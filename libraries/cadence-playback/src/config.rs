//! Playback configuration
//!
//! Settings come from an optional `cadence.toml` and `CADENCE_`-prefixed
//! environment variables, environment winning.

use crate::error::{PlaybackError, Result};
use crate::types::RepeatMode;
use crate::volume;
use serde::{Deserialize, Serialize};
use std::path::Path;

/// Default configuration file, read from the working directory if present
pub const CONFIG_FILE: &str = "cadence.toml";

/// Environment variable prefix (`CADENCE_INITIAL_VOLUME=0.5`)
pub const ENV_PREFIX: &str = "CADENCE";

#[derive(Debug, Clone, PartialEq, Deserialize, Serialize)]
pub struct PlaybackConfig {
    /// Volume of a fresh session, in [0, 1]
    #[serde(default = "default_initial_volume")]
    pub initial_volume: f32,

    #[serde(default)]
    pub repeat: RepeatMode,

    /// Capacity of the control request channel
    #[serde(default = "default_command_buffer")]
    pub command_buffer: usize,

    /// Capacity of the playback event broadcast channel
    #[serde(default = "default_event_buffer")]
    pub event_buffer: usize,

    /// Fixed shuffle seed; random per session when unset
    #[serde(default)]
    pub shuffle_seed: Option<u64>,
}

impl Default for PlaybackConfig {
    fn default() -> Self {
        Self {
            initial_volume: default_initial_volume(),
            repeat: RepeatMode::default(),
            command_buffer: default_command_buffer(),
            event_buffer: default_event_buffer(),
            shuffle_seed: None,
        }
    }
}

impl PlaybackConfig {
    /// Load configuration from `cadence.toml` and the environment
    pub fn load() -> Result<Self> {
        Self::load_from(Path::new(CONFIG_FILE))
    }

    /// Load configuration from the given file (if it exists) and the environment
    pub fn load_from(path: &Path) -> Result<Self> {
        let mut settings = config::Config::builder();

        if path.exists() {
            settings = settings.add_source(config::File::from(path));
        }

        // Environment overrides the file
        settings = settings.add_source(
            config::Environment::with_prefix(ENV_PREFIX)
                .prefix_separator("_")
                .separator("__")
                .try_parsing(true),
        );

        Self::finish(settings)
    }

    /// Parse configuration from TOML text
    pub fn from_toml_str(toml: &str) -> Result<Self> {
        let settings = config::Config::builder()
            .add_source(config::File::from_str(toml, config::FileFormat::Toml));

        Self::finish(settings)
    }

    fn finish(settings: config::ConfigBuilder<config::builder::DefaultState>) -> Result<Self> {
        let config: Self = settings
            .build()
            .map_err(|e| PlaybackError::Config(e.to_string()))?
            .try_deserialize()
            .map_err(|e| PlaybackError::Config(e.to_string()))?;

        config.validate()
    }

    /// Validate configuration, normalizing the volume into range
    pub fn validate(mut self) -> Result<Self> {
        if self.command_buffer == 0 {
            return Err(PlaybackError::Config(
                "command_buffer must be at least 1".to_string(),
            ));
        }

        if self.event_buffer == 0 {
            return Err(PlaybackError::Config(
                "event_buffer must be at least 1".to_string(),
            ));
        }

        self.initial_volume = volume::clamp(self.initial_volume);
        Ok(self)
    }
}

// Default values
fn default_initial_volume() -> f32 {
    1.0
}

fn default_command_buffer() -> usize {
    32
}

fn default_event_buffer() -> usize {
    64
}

==

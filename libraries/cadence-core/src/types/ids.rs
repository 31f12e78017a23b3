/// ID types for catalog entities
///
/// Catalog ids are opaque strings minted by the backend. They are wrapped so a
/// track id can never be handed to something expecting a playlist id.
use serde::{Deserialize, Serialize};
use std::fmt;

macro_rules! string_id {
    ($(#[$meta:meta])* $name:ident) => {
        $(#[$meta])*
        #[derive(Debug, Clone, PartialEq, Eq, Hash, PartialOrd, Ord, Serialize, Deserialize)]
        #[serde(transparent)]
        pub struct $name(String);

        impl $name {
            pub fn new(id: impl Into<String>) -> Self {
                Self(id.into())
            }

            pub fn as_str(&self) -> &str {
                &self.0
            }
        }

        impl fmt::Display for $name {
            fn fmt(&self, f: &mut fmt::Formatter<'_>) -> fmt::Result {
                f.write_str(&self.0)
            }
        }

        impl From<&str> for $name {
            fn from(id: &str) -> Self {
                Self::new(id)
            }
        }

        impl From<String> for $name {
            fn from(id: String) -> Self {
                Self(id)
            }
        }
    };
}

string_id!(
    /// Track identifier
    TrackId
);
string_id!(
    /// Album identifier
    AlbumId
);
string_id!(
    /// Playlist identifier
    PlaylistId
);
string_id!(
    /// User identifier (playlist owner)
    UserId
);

**Action item:** Every line of the listing that holds the word "RepeatMode" is to be found and copied.

**Answer to this exercise:**
use crate::types::RepeatMode;
    pub repeat: RepeatMode,
            repeat: RepeatMode::default(),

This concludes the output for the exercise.